What makes this special? It’s all about the broth. Seriously. Starting with cold water and simmering the chicken low and slow makes a huge difference. Don’t skip the skimming part – it’s kinda tedious, but worth it for that clear, flavorful broth.

Honestly, this is the perfect weeknight meal because it’s pretty quick once the chicken’s done, and it’s so comforting. Plus, leftovers are even better the next day.
What You’ll Need
- 2 litres/8 cups cold water
- 2 skinless, boneless chicken breasts
- 2 skinless, bone-in chicken thighs
- 3 bay leaves
- 4-5 whole peppercorns
- 1 tsp salt
- 1 tbsp butter
- 1 carrot, chopped
- 1 onion, chopped
- 1 stalk celery, chopped
- 1 clove garlic, pressed
- 125g/4 oz egg noodles
- Fresh dill and parsley, chopped (for garnish)

Steps

- In a large pot, combine the chicken breasts, chicken thighs, bay leaves, peppercorns, and salt. Pour in the cold water. Bring to a boil over medium heat, then reduce heat and simmer for 30 minutes, partially covered. Skim off any foam that rises to the top.

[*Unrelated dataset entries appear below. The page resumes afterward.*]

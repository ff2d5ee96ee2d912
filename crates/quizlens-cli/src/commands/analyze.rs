//! The `quizlens analyze` command.

use std::ops::Range;
use std::path::PathBuf;
use std::time::Duration;

use anyhow::Result;
use clap::Args;
use comfy_table::{Cell, Table};

use quizlens_core::engine::{AnalysisEngine, Classifier, EngineConfig, ProgressReporter};
use quizlens_core::model::{BloomLevel, DifficultyLevel, Ordinal};
use quizlens_core::{AnalysisReport, DocumentKind};
use quizlens_report::{render_markdown, save_json, write_markdown};

use crate::config::load_config_from;

#[derive(Debug, Args)]
pub struct AnalyzeArgs {
    /// Input file (.txt, .md, .csv, .tsv, .pdf); stdin when omitted
    #[arg(long, conflicts_with = "text")]
    pub input: Option<PathBuf>,

    /// Analyze this text instead of a file
    #[arg(long)]
    pub text: Option<String>,

    /// Document kind: plain, tabular, paged (default: from extension)
    #[arg(long)]
    pub kind: Option<DocumentKind>,

    /// Config file path
    #[arg(long)]
    pub config: Option<PathBuf>,

    /// Highest score still labeled Easy
    #[arg(long)]
    pub easy_max: Option<u8>,

    /// Highest score still labeled Medium
    #[arg(long)]
    pub medium_max: Option<u8>,

    /// Word count above which questions lose clarity points
    #[arg(long)]
    pub word_ceiling: Option<usize>,

    /// Max concurrent classification tasks
    #[arg(long)]
    pub parallelism: Option<usize>,

    /// Time budget for loading and segmentation, in seconds
    #[arg(long)]
    pub timeout_secs: Option<u64>,

    /// Output format: text, json, markdown, all
    #[arg(long, default_value = "text")]
    pub format: String,

    /// Write report files to this directory instead of stdout
    #[arg(long)]
    pub output: Option<PathBuf>,
}

/// Console progress reporter.
struct ConsoleReporter;

impl ProgressReporter for ConsoleReporter {
    fn on_segmented(&self, questions: usize) {
        tracing::info!(questions, "segmented input");
    }

    fn on_chunk_classified(&self, classifier: Classifier, ordinals: Range<Ordinal>) {
        tracing::debug!(
            classifier = classifier.name(),
            first = ordinals.start,
            end = ordinals.end,
            "chunk classified"
        );
    }

    fn on_complete(&self, report: &AnalysisReport, elapsed: Duration) {
        tracing::info!(
            questions = report.question_count,
            "analysis complete ({:.2}s)",
            elapsed.as_secs_f64()
        );
    }
}

pub async fn execute(args: AnalyzeArgs) -> Result<()> {
    let mut config = load_config_from(args.config.as_deref())?;

    if let Some(easy_max) = args.easy_max {
        config.analysis.difficulty_thresholds.easy_max = easy_max;
    }
    if let Some(medium_max) = args.medium_max {
        config.analysis.difficulty_thresholds.medium_max = medium_max;
    }
    if let Some(word_ceiling) = args.word_ceiling {
        config.analysis.clarity_word_ceiling = word_ceiling;
    }
    if let Some(parallelism) = args.parallelism {
        config.parallelism = parallelism;
    }
    if let Some(timeout_secs) = args.timeout_secs {
        config.timeout_secs = Some(timeout_secs);
    }
    anyhow::ensure!(config.parallelism >= 1, "parallelism must be at least 1");
    anyhow::ensure!(config.chunk_size >= 1, "chunk_size must be at least 1");

    let formats: Vec<&str> = if args.format == "all" {
        vec!["text", "json", "markdown"]
    } else {
        args.format.split(',').map(str::trim).collect()
    };
    for fmt in &formats {
        anyhow::ensure!(
            matches!(*fmt, "text" | "json" | "markdown"),
            "unknown format '{fmt}' (expected text, json, markdown or all)"
        );
    }

    let doc = super::read_input(args.input, args.text, args.kind)?;

    let engine = AnalysisEngine::new(EngineConfig {
        parallelism: config.parallelism,
        chunk_size: config.chunk_size,
        time_budget: config.timeout_secs.map(Duration::from_secs),
    });
    let report = engine.run(doc, &config.analysis, &ConsoleReporter).await?;

    // "all" without --output still writes files, to the configured directory.
    let output_dir = match (&args.output, args.format == "all") {
        (Some(dir), _) => Some(dir.clone()),
        (None, true) => Some(config.output_dir.clone()),
        (None, false) => None,
    };
    let timestamp = chrono::Utc::now().format("%Y-%m-%dT%H%M%S");

    for fmt in &formats {
        match (*fmt, &output_dir) {
            ("text", _) => print_tables(&report),
            ("json", Some(dir)) => {
                let path = dir.join(format!("report-{timestamp}.json"));
                save_json(&report, &path)?;
                eprintln!("JSON report: {}", path.display());
            }
            ("json", None) => println!("{}", serde_json::to_string_pretty(&report)?),
            ("markdown", Some(dir)) => {
                let path = dir.join(format!("report-{timestamp}.md"));
                write_markdown(&report, &path)?;
                eprintln!("Markdown report: {}", path.display());
            }
            ("markdown", None) => print!("{}", render_markdown(&report)),
            _ => {}
        }
    }

    Ok(())
}

fn print_tables(report: &AnalysisReport) {
    let mut overview = Table::new();
    overview.set_header(vec!["Questions", "Clarity", "Verdict"]);
    overview.add_row(vec![
        Cell::new(report.question_count),
        Cell::new(format!("{}/100", report.clarity_score)),
        Cell::new(report.clarity_verdict),
    ]);
    println!("{overview}");

    let mut difficulty = Table::new();
    difficulty.set_header(vec!["Difficulty", "Count", "Percent"]);
    for level in DifficultyLevel::ALL {
        let share = report.difficulty.get(level);
        difficulty.add_row(vec![
            Cell::new(level),
            Cell::new(share.count),
            Cell::new(format!("{}%", share.percent)),
        ]);
    }
    println!("{difficulty}");

    let mut bloom = Table::new();
    bloom.set_header(vec!["Bloom level", "Count"]);
    for level in BloomLevel::ALL {
        bloom.add_row(vec![Cell::new(level), Cell::new(report.bloom.get(level))]);
    }
    println!("{bloom}");

    let mut questions = Table::new();
    questions.set_header(vec!["#", "Difficulty", "Bloom", "Clarity", "Issues"]);
    for a in &report.annotations {
        let issues: Vec<String> = a.clarity.issues.iter().map(|i| i.kind.to_string()).collect();
        questions.add_row(vec![
            Cell::new(a.question.ordinal),
            Cell::new(format!("{} ({})", a.difficulty.level, a.difficulty.score)),
            Cell::new(if a.bloom.low_confidence {
                format!("{}?", a.bloom.level)
            } else {
                a.bloom.level.to_string()
            }),
            Cell::new(a.clarity.score),
            Cell::new(issues.join(", ")),
        ]);
    }
    println!("{questions}");

    if !report.findings.is_empty() {
        println!("\nClarity findings:");
        for f in &report.findings {
            println!("  {} x{}: {}", f.kind, f.occurrences, f.guidance);
        }
    }

    let strengths: Vec<_> = report.strengths().collect();
    if !strengths.is_empty() {
        println!("\nStrengths:");
        for i in strengths {
            println!("  + {}", i.message);
        }
    }
    let improvements: Vec<_> = report.improvements().collect();
    if !improvements.is_empty() {
        println!("\nImprovement areas:");
        for i in improvements {
            println!("  - {}", i.message);
        }
    }

    println!("\n{}", report.summary());
}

- Remove the chicken and set aside to cool. Once cool enough to handle, shred the chicken with two forks.
- Strain the broth through a fine-mesh sieve into a separate container, discarding the solids.

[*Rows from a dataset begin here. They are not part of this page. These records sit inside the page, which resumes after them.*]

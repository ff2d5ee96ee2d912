//! quizlens CLI — analyze question sets from the command line.

use std::path::PathBuf;
use std::process;

use clap::{Parser, Subcommand};

use quizlens_core::{AnalysisError, DocumentKind};

mod commands;
mod config;

#[derive(Parser)]
#[command(name = "quizlens", version, about = "Question-quality analyzer")]
struct Cli {
    #[command(subcommand)]
    command: Commands,
}

#[derive(Subcommand)]
enum Commands {
    /// Analyze a question set and print a report
    Analyze(commands::analyze::AnalyzeArgs),

    /// Show how a document is split into questions
    Segment {
        /// Input file (.txt, .md, .csv, .tsv, .pdf); stdin when omitted
        #[arg(long, conflicts_with = "text")]
        input: Option<PathBuf>,

        /// Analyze this text instead of a file
        #[arg(long)]
        text: Option<String>,

        /// Document kind: plain, tabular, paged (default: from extension)
        #[arg(long)]
        kind: Option<DocumentKind>,
    },

    /// Create a starter config and sample question set
    Init,
}

#[tokio::main]
async fn main() {
    let filter = match "quizlens=info".parse() {
        Ok(directive) => tracing_subscriber::EnvFilter::from_default_env().add_directive(directive),
        Err(_) => tracing_subscriber::EnvFilter::from_default_env(),
    };
    tracing_subscriber::fmt()
        .with_env_filter(filter)
        .with_writer(std::io::stderr)
        .init();

    let cli = Cli::parse();

    let result = match cli.command {
        Commands::Analyze(args) => commands::analyze::execute(args).await,
        Commands::Segment { input, text, kind } => commands::segment::execute(input, text, kind),
        Commands::Init => commands::init::execute(),
    };

    if let Err(e) = result {
        eprintln!("Error: {e:#}");
        if let Some(analysis) = e.downcast_ref::<AnalysisError>() {
            eprintln!("Hint: {}", analysis.guidance());
        }
        process::exit(1);
    }
}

- In the same pot, melt the butter over medium heat. Sauté the onions, celery, and carrots for 5 minutes, until softened. Add the pressed garlic and cook for 30 seconds more.

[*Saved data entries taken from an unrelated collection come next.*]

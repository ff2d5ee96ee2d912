//! Pipeline entry points.
//!
//! [`analyze`] runs load, segment, classify and aggregate in one synchronous
//! pass. [`AnalysisEngine`] produces the same report but classifies ordinal
//! ranges on blocking tasks under a concurrency limit, and can bound the
//! load/segment stage with a wall-clock budget.

use std::collections::BTreeMap;
use std::ops::Range;
use std::sync::Arc;
use std::time::{Duration, Instant};

use futures::stream::{FuturesUnordered, StreamExt};
use tokio::sync::Semaphore;

use crate::bloom::{self, BloomLabel};
use crate::clarity::{self, ClarityAssessment};
use crate::difficulty::{self, DifficultyLabel};
use crate::error::AnalysisError;
use crate::loader::{self, RawDocument};
use crate::model::{AnalysisOptions, Ordinal, Question};
use crate::report::{self, AnalysisReport};
use crate::segmenter;

/// Analyze a document in a single synchronous pass.
pub fn analyze(
    input: &RawDocument,
    options: &AnalysisOptions,
) -> Result<AnalysisReport, AnalysisError> {
    options.validate()?;
    let text = loader::load(input)?;
    let questions = segmenter::segment(&text)?;

    let difficulty: BTreeMap<Ordinal, DifficultyLabel> = questions
        .iter()
        .map(|q| (q.ordinal, difficulty::classify(q, options)))
        .collect();
    let bloom: BTreeMap<Ordinal, BloomLabel> = questions
        .iter()
        .map(|q| (q.ordinal, bloom::classify(q, options)))
        .collect();
    let clarity: BTreeMap<Ordinal, ClarityAssessment> = questions
        .iter()
        .map(|q| (q.ordinal, clarity::assess(q, options)))
        .collect();

    report::aggregate(&questions, &difficulty, &bloom, &clarity)
}

/// Configuration for the async engine.
#[derive(Debug, Clone)]
pub struct EngineConfig {
    /// Maximum classification tasks running at once.
    pub parallelism: usize,
    /// Questions per classification task.
    pub chunk_size: usize,
    /// Wall-clock budget for loading and segmentation.
    pub time_budget: Option<Duration>,
}

impl Default for EngineConfig {
    fn default() -> Self {
        Self {
            parallelism: 4,
            chunk_size: 64,
            time_budget: None,
        }
    }
}

/// The three classifiers, as scheduled by the engine.
#[derive(Debug, Clone, Copy, PartialEq, Eq, Hash)]
pub enum Classifier {
    Difficulty,
    Bloom,
    Clarity,
}

impl Classifier {
    pub const ALL: [Classifier; 3] = [
        Classifier::Difficulty,
        Classifier::Bloom,
        Classifier::Clarity,
    ];

    pub fn name(self) -> &'static str {
        match self {
            Classifier::Difficulty => "difficulty",
            Classifier::Bloom => "bloom",
            Classifier::Clarity => "clarity",
        }
    }
}

/// Progress reporting trait.
pub trait ProgressReporter: Send + Sync {
    fn on_segmented(&self, questions: usize);
    fn on_chunk_classified(&self, classifier: Classifier, ordinals: Range<Ordinal>);
    fn on_complete(&self, report: &AnalysisReport, elapsed: Duration);
}

/// No-op progress reporter.
pub struct NoopReporter;

impl ProgressReporter for NoopReporter {
    fn on_segmented(&self, _: usize) {}
    fn on_chunk_classified(&self, _: Classifier, _: Range<Ordinal>) {}
    fn on_complete(&self, _: &AnalysisReport, _: Duration) {}
}

enum ChunkLabels {
    Difficulty(Vec<(Ordinal, DifficultyLabel)>),
    Bloom(Vec<(Ordinal, BloomLabel)>),
    Clarity(Vec<(Ordinal, ClarityAssessment)>),
}

struct ChunkResult {
    classifier: Classifier,
    /// Half-open ordinal range covered by this chunk.
    ordinals: Range<Ordinal>,
    labels: ChunkLabels,
}

/// The async analysis engine.
pub struct AnalysisEngine {
    config: EngineConfig,
}

impl AnalysisEngine {
    pub fn new(config: EngineConfig) -> Self {
        Self { config }
    }

    pub fn config(&self) -> &EngineConfig {
        &self.config
    }

    /// Analyze a document. The report is identical to [`analyze`] for the
    /// same input and options.
    pub async fn run(
        &self,
        input: RawDocument,
        options: &AnalysisOptions,
        progress: &dyn ProgressReporter,
    ) -> Result<AnalysisReport, AnalysisError> {
        let start = Instant::now();
        options.validate()?;

        let questions: Arc<[Question]> = self.load_and_segment(input).await?.into();
        progress.on_segmented(questions.len());

        let options = Arc::new(options.clone());
        let semaphore = Arc::new(Semaphore::new(self.config.parallelism.max(1)));
        let chunk_size = self.config.chunk_size.max(1);

        let mut futures = FuturesUnordered::new();
        for chunk_start in (0..questions.len()).step_by(chunk_size) {
            let range = chunk_start..(chunk_start + chunk_size).min(questions.len());
            for classifier in Classifier::ALL {
                futures.push(classify_chunk(
                    classifier,
                    Arc::clone(&questions),
                    range.clone(),
                    Arc::clone(&options),
                    Arc::clone(&semaphore),
                ));
            }
        }
        tracing::debug!(
            questions = questions.len(),
            tasks = futures.len(),
            "classifying"
        );

        let mut difficulty = BTreeMap::new();
        let mut bloom = BTreeMap::new();
        let mut clarity = BTreeMap::new();
        while let Some(result) = futures.next().await {
            let chunk = result?;
            progress.on_chunk_classified(chunk.classifier, chunk.ordinals);
            match chunk.labels {
                ChunkLabels::Difficulty(labels) => difficulty.extend(labels),
                ChunkLabels::Bloom(labels) => bloom.extend(labels),
                ChunkLabels::Clarity(labels) => clarity.extend(labels),
            }
        }

        let report = report::aggregate(&questions, &difficulty, &bloom, &clarity)?;
        progress.on_complete(&report, start.elapsed());
        Ok(report)
    }

    async fn load_and_segment(&self, input: RawDocument) -> Result<Vec<Question>, AnalysisError> {
        let task = tokio::task::spawn_blocking(move || {
            let text = loader::load(&input)?;
            segmenter::segment(&text)
        });

        let joined = match self.config.time_budget {
            Some(budget) => tokio::time::timeout(budget, task).await.map_err(|_| {
                tracing::warn!(budget_ms = budget.as_millis() as u64, "load/segment budget exceeded");
                AnalysisError::AnalysisTimedOut {
                    budget_ms: budget.as_millis() as u64,
                }
            })?,
            None => task.await,
        };
        joined.map_err(|e| worker_failed("segmenter", e))?
    }
}

async fn classify_chunk(
    classifier: Classifier,
    questions: Arc<[Question]>,
    range: Range<usize>,
    options: Arc<AnalysisOptions>,
    semaphore: Arc<Semaphore>,
) -> Result<ChunkResult, AnalysisError> {
    let _permit = semaphore
        .acquire_owned()
        .await
        .map_err(|_| AnalysisError::WorkerFailed("semaphore closed".into()))?;

    tokio::task::spawn_blocking(move || {
        let chunk = &questions[range];
        let ordinals = match (chunk.first(), chunk.last()) {
            (Some(first), Some(last)) => first.ordinal..last.ordinal + 1,
            _ => 0..0,
        };
        let labels = match classifier {
            Classifier::Difficulty => ChunkLabels::Difficulty(
                chunk
                    .iter()
                    .map(|q| (q.ordinal, difficulty::classify(q, &options)))
                    .collect(),
            ),
            Classifier::Bloom => ChunkLabels::Bloom(
                chunk
                    .iter()
                    .map(|q| (q.ordinal, bloom::classify(q, &options)))
                    .collect(),
            ),
            Classifier::Clarity => ChunkLabels::Clarity(
                chunk
                    .iter()
                    .map(|q| (q.ordinal, clarity::assess(q, &options)))
                    .collect(),
            ),
        };
        ChunkResult {
            classifier,
            ordinals,
            labels,
        }
    })
    .await
    .map_err(|e| worker_failed(classifier.name(), e))
}

fn worker_failed(stage: &str, e: tokio::task::JoinError) -> AnalysisError {
    tracing::error!(stage, error = %e, "worker task failed");
    AnalysisError::WorkerFailed(format!("{stage}: {e}"))
}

- Pour the strained broth back into the pot. Add the shredded chicken. Bring to a boil.
- Add the egg noodles and cook for 8-10 minutes, or until al dente.
- Serve hot, garnished with fresh dill and parsley.

Substitutions That Actually Work
- Honestly, store-bought broth is fine in a pinch. Just make sure it’s low sodium!
- I’ve also used leftover rotisserie chicken, skipping steps 1 and 2. Just add it to the broth with the veggies.
Making It Diabetes-Friendly
- Use whole wheat or low-carb noodles.
- Keep an eye on your portions.
Tips & Storage
- Don’t overcook the noodles! Nobody likes mushy noodles.
- This soup stores well in the fridge for up to 3 days. I usually reheat it gently on the stovetop with a splash of water or broth if needed.